I had a student that was planning to study English abroad in the US.  She asked me, “I heard people get fat in America.  I don't want to get fat.  What should I do?”  If I ever do move back to the States, I'd try to take what I've learned in Japan apply it there.  This could serve as advice to those that wish to fight the powerful American tendency to get chubby:
  • Drink tea and water.  Don't drink soda or other sweetened beverages, and don't raise kids on soda.
  • Buy a smaller fridge.  Don't store food for so long.  Buy fresh food more often.
  • Order 1 entree for 2 people and split it.  Order from the kids menu.  Establish a rule to stop eating any restaurant entree halfway and take the remainder home.  Now you have lunch for tomorrow.
  • Visit a foreign country that doesn't suffer from weight problems like the US.  Better yet, live in a foreign country for a while.  Experiencing a novel culture and lifestyle has enabled me to see my home country in a new light.  I can take what I consider the best of both worlds and weave it into my life.  Staying in one place your whole life is like shopping at the same store all the time.  It's not until shopping at other stores that you realize the variety that's out there.  Comparison-shop cultures.
  • Try eating with chopsticks.  I eat way too fast, and when I eat with a fork, I shovel the food in.  Chopsticks make it more challenging to speed-shovel my food.  They slow me down and allow my digestive system to work at a more moderate pace.  My stomach can accurately report when I'm getting full.
  • Try family-style meals.  I don't have that “must finish everything on my plate” issue when dining this way.  I eat, start getting full, then stop eating.  That's the way it should be.

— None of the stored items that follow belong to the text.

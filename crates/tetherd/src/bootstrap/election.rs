use std::sync::Arc;
use std::time::Duration;

use tracing::{debug, info};

use crate::lock::{LockManager, LockRecord};

use super::{
    BOOTSTRAP_TARGET, BootstrapError, DaemonMode, DaemonProbe, DecisionCause, ModeDecision,
    ProbeOutcome,
};

/// Election inputs drawn from configuration.
#[derive(Debug, Clone, Copy, PartialEq, Eq)]
pub struct BootstrapSettings {
    /// Forces standalone mode.
    pub disable_daemon: bool,
    /// Bound on the connect and handshake reply of a probe.
    pub health_check_timeout: Duration,
}

impl From<&tether_config::Config> for BootstrapSettings {
    fn from(config: &tether_config::Config) -> Self {
        Self {
            disable_daemon: config.daemon_disabled(),
            health_check_timeout: config.health_check_timeout(),
        }
    }
}

/// Decides whether this process becomes the daemon, a proxy or standalone.
pub struct Bootstrap {
    lock: Arc<LockManager>,
    settings: BootstrapSettings,
    probe: Arc<dyn DaemonProbe>,
}

impl std::fmt::Debug for Bootstrap {
    fn fmt(&self, formatter: &mut std::fmt::Formatter<'_>) -> std::fmt::Result {
        formatter
            .debug_struct("Bootstrap")
            .field("lock", &self.lock)
            .field("settings", &self.settings)
            .finish_non_exhaustive()
    }
}

impl Bootstrap {
    /// Builds an election over `lock`, verifying daemons with `probe`.
    #[must_use]
    pub fn new(
        lock: Arc<LockManager>,
        settings: BootstrapSettings,
        probe: Arc<dyn DaemonProbe>,
    ) -> Self {
        Self {
            lock,
            settings,
            probe,
        }
    }

    /// Lock manager the election reads and writes.
    #[must_use]
    pub fn lock(&self) -> &Arc<LockManager> {
        &self.lock
    }

    /// Chooses a role from the lock record, process liveness and a live
    /// handshake with the recorded socket.
    #[must_use]
    pub fn determine_mode(&self) -> ModeDecision {
        let decision = self.decide();
        info!(
            target: BOOTSTRAP_TARGET,
            mode = %decision.mode,
            cause = %decision.cause,
            reason = %decision.reason,
            "role decided"
        );
        decision
    }

    fn decide(&self) -> ModeDecision {
        if self.settings.disable_daemon {
            return ModeDecision::new(
                DaemonMode::Standalone,
                DecisionCause::Disabled,
                "Daemon mode disabled",
            );
        }
        let Some(record) = self.lock.read_lock() else {
            return ModeDecision::new(
                DaemonMode::Daemon,
                DecisionCause::NoDaemon,
                "No existing daemon",
            );
        };
        if !LockManager::is_process_alive(record.pid) {
            return ModeDecision::new(
                DaemonMode::Daemon,
                DecisionCause::StaleLock,
                format!("Stale lock (pid {} not running)", record.pid),
            );
        }

        match self.probe.probe(&record, self.settings.health_check_timeout) {
            ProbeOutcome::NoResponse { reason } => ModeDecision::new(
                DaemonMode::Daemon,
                DecisionCause::Unresponsive,
                format!("Daemon not responding (pid {}): {reason}", record.pid),
            ),
            ProbeOutcome::Responded { instance_id, .. } if instance_id != record.instance_id => {
                ModeDecision::new(
                    DaemonMode::Daemon,
                    DecisionCause::InstanceMismatch,
                    format!(
                        "Instance mismatch (lock names {}, socket answered as {instance_id})",
                        record.instance_id
                    ),
                )
            }
            ProbeOutcome::Responded {
                accepted: false,
                draining: true,
                ..
            } => ModeDecision::new(
                DaemonMode::Proxy,
                DecisionCause::Draining,
                format!("Daemon draining (pid {}); awaiting successor", record.pid),
            )
            .with_existing(record),
            ProbeOutcome::Responded {
                accepted: false,
                error,
                ..
            } => ModeDecision::new(
                DaemonMode::Standalone,
                DecisionCause::Rejected,
                format!(
                    "Daemon rejected client: {}",
                    error.as_deref().unwrap_or("no reason given")
                ),
            )
            .with_existing(record),
            ProbeOutcome::Responded { .. } => ModeDecision::new(
                DaemonMode::Proxy,
                DecisionCause::Healthy,
                "Healthy daemon found",
            )
            .with_existing(record),
        }
    }

    /// Writes `record` as the daemon lock unless another contender got there
    /// first.
    ///
    /// Holds the election claim for the duration, and re-verifies any
    /// existing record immediately before writing. Returns `false` when the
    /// claim is held elsewhere or a verified daemon now exists; the caller
    /// should re-run [`Self::determine_mode`].
    ///
    /// # Errors
    ///
    /// Returns [`BootstrapError::Lock`] when the claim or the record cannot
    /// be written at all.
    pub fn acquire_daemon_lock(&self, record: &LockRecord) -> Result<bool, BootstrapError> {
        let Some(_claim) = self.lock.try_claim()? else {
            info!(target: BOOTSTRAP_TARGET, "election claim held by another process");
            return Ok(false);
        };

        if let Some(existing) = self.lock.read_lock()
            && existing.instance_id != record.instance_id
            && LockManager::is_process_alive(existing.pid)
        {
            let outcome = self
                .probe
                .probe(&existing, self.settings.health_check_timeout);
            if outcome.verifies(&existing) {
                info!(
                    target: BOOTSTRAP_TARGET,
                    pid = existing.pid,
                    instance_id = %existing.instance_id,
                    "verified daemon appeared during election"
                );
                return Ok(false);
            }
            debug!(
                target: BOOTSTRAP_TARGET,
                pid = existing.pid,
                ?outcome,
                "existing lock record is not a verified daemon; replacing"
            );
        }

        self.lock.write_lock(record)?;
        Ok(true)
    }
}
//! Test configuration loaders for scenarios covering success and failure
//! paths.

use std::ffi::OsString;
use std::path::PathBuf;
use std::sync::Arc;

use ortho_config::{OrthoConfig, OrthoError};
use tempfile::TempDir;

use tether_config::{Config, SocketEndpoint};

use crate::process::ConfigLoader;

/// Loader that places the socket and lock record under a temporary
/// directory, with timings short enough for tests.
#[derive(Clone)]
pub struct TestConfigLoader {
    dir: Arc<TempDir>,
    disable_daemon: bool,
}

impl TestConfigLoader {
    #[must_use]
    pub fn new() -> Self {
        let dir = TempDir::new().expect("failed to create temporary directory for socket");
        Self {
            dir: Arc::new(dir),
            disable_daemon: false,
        }
    }

    /// Same directory with election switched off.
    #[must_use]
    pub fn disabled(&self) -> Self {
        Self {
            dir: Arc::clone(&self.dir),
            disable_daemon: true,
        }
    }

    pub fn socket_endpoint(&self) -> SocketEndpoint {
        let path = self.dir.path().join("tetherd.sock");
        SocketEndpoint::unix(
            path.to_str()
                .expect("temporary socket path was not valid UTF-8")
                .to_owned(),
        )
    }

    pub fn lock_path(&self) -> PathBuf {
        self.dir.path().join("tetherd.lock")
    }

    pub fn config(&self) -> Config {
        Config {
            daemon_socket: self.socket_endpoint(),
            disable_daemon: self.disable_daemon,
            health_check_timeout_ms: 500,
            shutdown_max_wait_ms: 2_000,
            shutdown_check_interval_ms: 10,
            timeout_check_interval_ms: 100,
            ..Config::default()
        }
    }
}

impl ConfigLoader for TestConfigLoader {
    fn load(&self) -> Result<Config, Arc<OrthoError>> {
        Ok(self.config())
    }
}

/// Loader that intentionally fails by passing invalid CLI arguments.
pub struct FailingConfigLoader;

impl ConfigLoader for FailingConfigLoader {
    fn load(&self) -> Result<Config, Arc<OrthoError>> {
        let args = vec![
            OsString::from("tetherd"),
            OsString::from("--daemon-socket"),
            OsString::from("invalid://socket"),
        ];
        Config::load_from_iter(args)
    }
}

  • Work natural exercise into your daily life.  This is a tough one because it depends on where you live, where you work, and where your grocery stores, etc. are located. Investigate alternative transportation methods.  Support local mom and pop stores over the hyper markets.  If it's too far to bike all the way to the office, consider an electric-assist bike or drive partway and cycle the rest.  Befriend other like-minded individuals.  I'm not the kind of person that can go to a gym on a regular basis. Instead, forcing exercise into my daily life is a superior method for me because I don't even have to think about it.  I do still workout on my Nintendo Wii Fit, though.  I want a 6-pack and 24-inch pythons—not a spare tie and man boobs.
One of my best friends in LA told me, “Dude, you're not American anymore.  You take off your shoes in the house and you drink green tea.”  Well, I think I'm still American, but I'm an American on the way to becoming a citizen of the world.  The best thing I ever did was decide to live abroad.  It opened my eyes, enlightened my life—and with any luck—will allow me to keep my girlish figure.